If I were to ask 100 investors what they think are indispensable attributes of great investors, I’d surmise that “intelligence,” “shrewdness,” “ingenuity,” “foresight” would top the list.
I’d also surmise that “patience” wouldn’t crack the top 10. Yet if there is another attribute more vital to ensuring investing gains over the long haul, I’d struggle to conjure one.
To be sure, successful investors are hardly dullards, dolts, or dingbats. An appreciable level of intelligence is required to achieve investing success. For that matter, an appreciable level of intelligence is required to achieve any success.
But impatience can chronically sabotage the best laid plans, no matter how intelligently designed. Impatience manifests in intractable habits – nearly all bad.
Take excessive trading. Academics have overwhelming shown excessive trading undermines investment performance.
In one illuminating study titled “The Behavior of Individual Investors,” professors Brad M. Barber and Terrence Odean compiled trading behavior of 65,000 individual investors from 1991 through 1996. They found that investors who traded most frequently earned 7% less than those who traded least frequently net of all costs.
I’m hardly surprised. Impatience draws investors into the frenzy of performance chasing, and its corollary – trading in and out of hot stocks. It’s a losers game for the vast majority of investors. And should the rare investor fail to rack up actual trading loses, he’ll rack up a higher tax liability. Short-term gains are taxed at the marginal income tax rate; long-term gains are taxed at the capital-gains rate. Over time, the higher marginal tax rate erodes performance.
But there is something even more subtle and more insidious imbedded in impatience: It disables the miracle of compounding.

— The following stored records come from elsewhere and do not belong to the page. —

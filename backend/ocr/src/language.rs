use once_cell::sync::Lazy;
use regex::Regex;

use educheck_core::Language;

static CYRILLIC: Lazy<Regex> = Lazy::new(|| Regex::new(r"(?i)[а-яё]").unwrap());
static LATIN: Lazy<Regex> = Lazy::new(|| Regex::new(r"(?i)[a-z]").unwrap());
static UZBEK_CYRILLIC: Lazy<Regex> = Lazy::new(|| Regex::new(r"(?i)[ўғқҳ]").unwrap());
static TURKISH: Lazy<Regex> = Lazy::new(|| Regex::new(r"(?i)[çğıöşü]").unwrap());

/// Coarse script-based language guess over extracted text.
///
/// Checks are ordered: any Cyrillic wins as Russian, then plain Latin without
/// the Uzbek Cyrillic letters as English, then Turkish diacritics; anything
/// else defaults to Uzbek. Empty input is reported as unknown.
pub fn detect_language(text: &str) -> Language {
    if text.trim().is_empty() {
        return Language::Unknown;
    }
    if CYRILLIC.is_match(text) {
        Language::Russian
    } else if LATIN.is_match(text) && !UZBEK_CYRILLIC.is_match(text) {
        Language::English
    } else if TURKISH.is_match(text) {
        Language::Turkish
    } else {
        Language::Uzbek
    }
}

Consider the wealth-generating and time-intensive strategy of dividend-growth investing. To maximize dividend growth’s potential an investor must budget large blocks of time. Dividend-growth investing isn’t a market-timing strategy; it’s a buy-and-hold strategy – one measured in years, if not decades.
The good news is that patience is so very frequently rewarded. If you have the patience to commit to dividend-growth investing, your patience will be rewarded with superior returns and wealth creation.
High Yield Wealth recommendation McDonald’s (NYSE: MCD) demonstrates proves my theory.
McDonald’s is a prodigious dividend grower. The company has raised its dividend every year since 1976. If you’re a patient investor, you’d have achieved investing success, regardless of the timing of your purchase.
For example, you could have bought McDonald’s for around $28 in 2004. That year, you’d have collected $0.55 in annual dividends per share. That’s an unspectacular 2% yield.
But fast forward to 2013. McDonald’s pays $3.24 in annual dividends per share. That $28 initial per-share investment now yields 11.6%. What’s more, that $28 per-share initial investment has appreciated to $96. The patient investor would have also collected over $18 in per-share dividends during his holding period.
Of course, McDonald’s hasn’t been a linear shot up. Patient investors would have to endure market panics, price stagnation, and analyst downgrades. But staying in the game paid off.
Best of all, McDonald’s isn’t the exception; it’s the rule. You’ll find the same wealth-compounding effect in other dividend-growth stocks: ExxonMobil (NYSE: XOM), Altria (NYSE: MO), Johnson & Johnson (NYSE: JNJ). The list goes on and on. The key is to stay invested, and stay invested for years.
So if you’re an impatient sort in need of a resolution for the new year, you’d be hard pressed to find one better than to resolve to cultivate a little patience.